Après la suspension de la chasse à la glu, on peut imaginer que l’exécutif a fait un cadeau inacceptable aux chasseurs sur la tourterelle des bois…”

Allain Bougrain-Dubourg, président de la LPO

La population de la tourterelle des bois a décru de… 80 % depuis les années 1980 : l’espèce est classée “vulnérable” par l’Union internationale pour la conservation de la nature (UICN). Et pourtant… Jeudi 27 août, le ministère de l’Écologie a signé un arrêté autorisant un prélèvement de 17 460 de ces oiseaux-là, espèce en fort déclin. La Ligue de protection des oiseaux (LPO) a immédiatement déposé un recours en référé devant le Conseil d’Etat. Pour Allain Bougrain-Dubourg, président de la LPO, cette action vise à essayer de “suspendre cette décision indigne. L’Europe dit : “Cessez-le feu !” ; la consultation citoyenne effectuée par le ministèrea dit la même chose avec l’écrasante majorité de 75 %. Cela montre que l’on méprise la société, la science et les politiques.” Allain Bougrain-Dubourg ajoute : “Après la suspension de la chasse à la glu, on peut imaginer que l’exécutif a fait un cadeau inacceptable aux chasseurs sur la tourterelle des bois…”

Très chassée, destruction des habitats, pesticides

L’espèce a beaucoup décliné en France depuis les années 1970. Deux raisons principales : elle est très chassée lors de ses passages dans les régions méditerranéennes. À cela, il faut ajouter la dégradation de son habitat due à la destruction des haies et l’utilisation massive de pesticides dans l’agriculture.

Du côté de la LPO, on s’insurge : “En 25 ans, on est passé de 30 000 reproducteurs à 5 000 seulement ! Est-ce si important que ça d’en laisser encore chasser 17 000 à 18 000  alors qu’il y a tant d’autres espèces chassables en France (record avec 60 espèces chassables, le double de la moyenne des pays Européens…) Faut-il là encore laisser l’Europe endosser la responsabilité de mener la France devant la Cour de justice de l’Union européenne (l’infraction est ouverte, la mise en demeure effective, l’avis motivé à la rentrée fort probable) au risque de favoriser le populisme europhobe ?” Et d’ajouter : “Les scientifiques avaient préconisé un quota zéro. Et c’est seulement parce que la ministre leur a demandé de donner un chiffre positif au cas où il y aurait obligation de chasser cette espèce qu’ils ont publié ce chiffre de 18 000.”

Procédure d’infraction contre la France

La LPO va plus loin : “Et peu importe que la Commission européenne ait demandé en 2018 aux États membres de suspendre la chasse de cet oiseau.
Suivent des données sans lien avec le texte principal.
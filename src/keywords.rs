//! # Keyword Tables
//!
//! Fixed vocabulary of the MelodyScript language used by the static checks.
//!
//! Every table is a `static` slice: loaded once with the binary, never mutated,
//! safe to read from any thread.
//!
//! ## Tables
//! - [`RESERVED_KEYWORDS`] - words the language reserves
//! - [`COMMON_TYPOS`] - misspelling -> correct keyword
//! - [`VALID_NOTES`] - solfege and letter note names
//! - [`VALID_DURATIONS`] - rhythmic values accepted by `tocar` and `pausa`
//! - [`VALID_WAVEFORMS`] - oscillator shapes accepted by `forma_onda`
//! - [`TERMINATED_COMMANDS`] - statements that must end with `;`
//! - [`COMMON_PARAMETERS`] - identifiers usually bound as function parameters

use serde::Serialize;

pub const PLAY: &str = "tocar";
pub const REST: &str = "pausa";
pub const WAVEFORM: &str = "forma_onda";
pub const CHORD_DEFINITION: &str = "acorde";
pub const FUNCTION: &str = "funcao";

pub static RESERVED_KEYWORDS: &[&str] = &[
    "melodia",
    "tocar",
    "pausa",
    "repetir",
    "vezes",
    "tempo",
    "instrumento",
    "forma_onda",
    "acorde",
    "envelope",
    "attack",
    "decay",
    "sustain",
    "release",
    "funcao",
    "retornar",
    "escala",
    "se",
    "senao",
    "configurar_envelope",
    "configurar_forma_onda",
    "para_cada",
    "em",
    "reverso",
];

pub static COMMON_TYPOS: &[(&str, &str)] = &[
    ("tocar_acode", "tocar_acorde"),
    ("repitir", "repetir"),
    ("veses", "vezes"),
    ("ves", "vezes"),
    ("tempu", "tempo"),
    ("tempoo", "tempo"),
    ("tiempo", "tempo"),
    ("instrumentu", "instrumento"),
    ("imstrumento", "instrumento"),
    ("envelope_config", "configurar_envelope"),
    ("senão", "senao"),
    ("envleope", "envelope"),
    ("atacar", "attack"),
    ("sustain_level", "sustain"),
    ("liberar", "release"),
    ("decaimento", "decay"),
    ("ataque", "attack"),
    ("funçao", "funcao"),
    ("funcion", "funcao"),
    ("function", "funcao"),
];

pub static VALID_NOTES: &[&str] = &[
    "do", "re", "mi", "fa", "sol", "la", "si", "c", "d", "e", "f", "g", "a", "b",
];

pub static VALID_DURATIONS: &[&str] = &[
    "breve",
    "semibreve",
    "minima",
    "seminima",
    "colcheia",
    "semicolcheia",
    "fusa",
    "semifusa",
];

pub static VALID_WAVEFORMS: &[&str] = &["sine", "square", "triangle", "sawtooth"];

pub static TERMINATED_COMMANDS: &[&str] = &[
    "tocar",
    "pausa",
    "tempo",
    "instrumento",
    "forma_onda",
    "configurar_envelope",
    "configurar_forma_onda",
];

pub static COMMON_PARAMETERS: &[&str] = &[
    "duracao",
    "acorde",
    "nota",
    "tom",
    "tempo",
    "velocidade",
    "parametro",
    "valor",
    "freq",
    "frequencia",
    "oitava",
    "tonalidade",
    "volume",
    "intensidade",
];

/// Correction for a known misspelling (exact, case-sensitive).
pub fn typo_correction(word: &str) -> Option<&'static str> {
    COMMON_TYPOS
        .iter()
        .find(|(typo, _)| *typo == word)
        .map(|(_, correct)| *correct)
}

pub fn is_valid_note(name: &str) -> bool {
    VALID_NOTES.contains(&name)
}

pub fn is_valid_duration(word: &str) -> bool {
    VALID_DURATIONS.contains(&word)
}

pub fn is_valid_waveform(word: &str) -> bool {
    VALID_WAVEFORMS.contains(&word)
}

pub fn is_common_parameter(word: &str) -> bool {
    COMMON_PARAMETERS.contains(&word)
}

/// Guess whether `word` names a value passed in at runtime rather than a literal.
///
/// True for the usual parameter names, and for anything that is neither a
/// valid duration nor contains a digit. This accepts plenty of genuinely wrong
/// tokens; the checks would rather stay quiet than flag a variable reference.
pub fn is_probable_parameter(word: &str) -> bool {
    if is_common_parameter(word) {
        return true;
    }
    !is_valid_duration(word) && !word.chars().any(|c| c.is_ascii_digit())
}

/// Snapshot of every table, for dumping as YAML.
#[derive(Debug, Serialize)]
#[serde(rename_all = "kebab-case")]
pub struct Tables {
    pub reserved_keywords: &'static [&'static str],
    pub common_typos: Vec<TypoEntry>,
    pub valid_notes: &'static [&'static str],
    pub valid_durations: &'static [&'static str],
    pub valid_waveforms: &'static [&'static str],
    pub terminated_commands: &'static [&'static str],
    pub common_parameters: &'static [&'static str],
}

#[derive(Debug, Serialize)]
pub struct TypoEntry {
    pub typo: &'static str,
    pub correction: &'static str,
}

pub fn tables() -> Tables {
    Tables {
        reserved_keywords: RESERVED_KEYWORDS,
        common_typos: COMMON_TYPOS
            .iter()
            .map(|&(typo, correction)| TypoEntry { typo, correction })
            .collect(),
        valid_notes: VALID_NOTES,
        valid_durations: VALID_DURATIONS,
        valid_waveforms: VALID_WAVEFORMS,
        terminated_commands: TERMINATED_COMMANDS,
        common_parameters: COMMON_PARAMETERS,
    }
}

#[cfg(test)]
mod tests {
    use super::*;

    #[test]
    fn test_typo_lookup_is_case_sensitive() {
        assert_eq!(typo_correction("repitir"), Some("repetir"));
        assert_eq!(typo_correction("Repitir"), None);
        assert_eq!(typo_correction("repetir"), None);
    }

    #[test]
    fn test_typos_never_map_to_themselves() {
        for (typo, correction) in COMMON_TYPOS {
            assert_ne!(typo, correction);
        }
    }

    #[test]
    fn test_common_parameter_names() {
        assert!(is_probable_parameter("duracao"));
        assert!(is_probable_parameter("tempo"));
    }

    #[test]
    fn test_identifiers_without_digits_look_like_parameters() {
        assert!(is_probable_parameter("xyz"));
        assert!(is_probable_parameter("minha_duracao"));
    }

    #[test]
    fn test_valid_durations_are_not_parameters() {
        assert!(!is_probable_parameter("minima"));
        assert!(!is_probable_parameter("colcheia"));
    }

    #[test]
    fn test_digits_rule_out_parameters() {
        assert!(!is_probable_parameter("4"));
        assert!(!is_probable_parameter("dur2"));
    }

    #[test]
    fn test_typo_corrections_are_reserved_or_commands() {
        for (_, correction) in COMMON_TYPOS {
            assert!(
                RESERVED_KEYWORDS.contains(correction) || correction.starts_with("tocar_"),
                "{}",
                correction
            );
        }
    }

    #[test]
    fn test_tables_snapshot_serializes() {
        let yaml = serde_yaml::to_string(&tables()).unwrap();
        assert!(yaml.contains("valid-waveforms"));
        assert!(yaml.contains("sawtooth"));
        assert!(yaml.contains("correction: vezes"));
    }
}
Peu importe l’ouverture d’une procédure d’infraction contre la France sur ce même sujet en juillet 2020. Peu importe que le Comité des experts de la gestion adaptative ait conclu en mai 2019 et réitéré en juin  2020 sur la nécessité de stopper la chasse de cette espèce.”

Selon le ministère de la Transition écologique et solidaire, cette mesure permettra de diviser par cinq les prélèvements de cette espèce, estimés à 92 000 oiseaux par an. Les chasseurs ont l’obligation de déclarer chaque prise, notamment via une application, ChassAdap.

Contactée, la Fédération nationale des chasseurs était injoignable.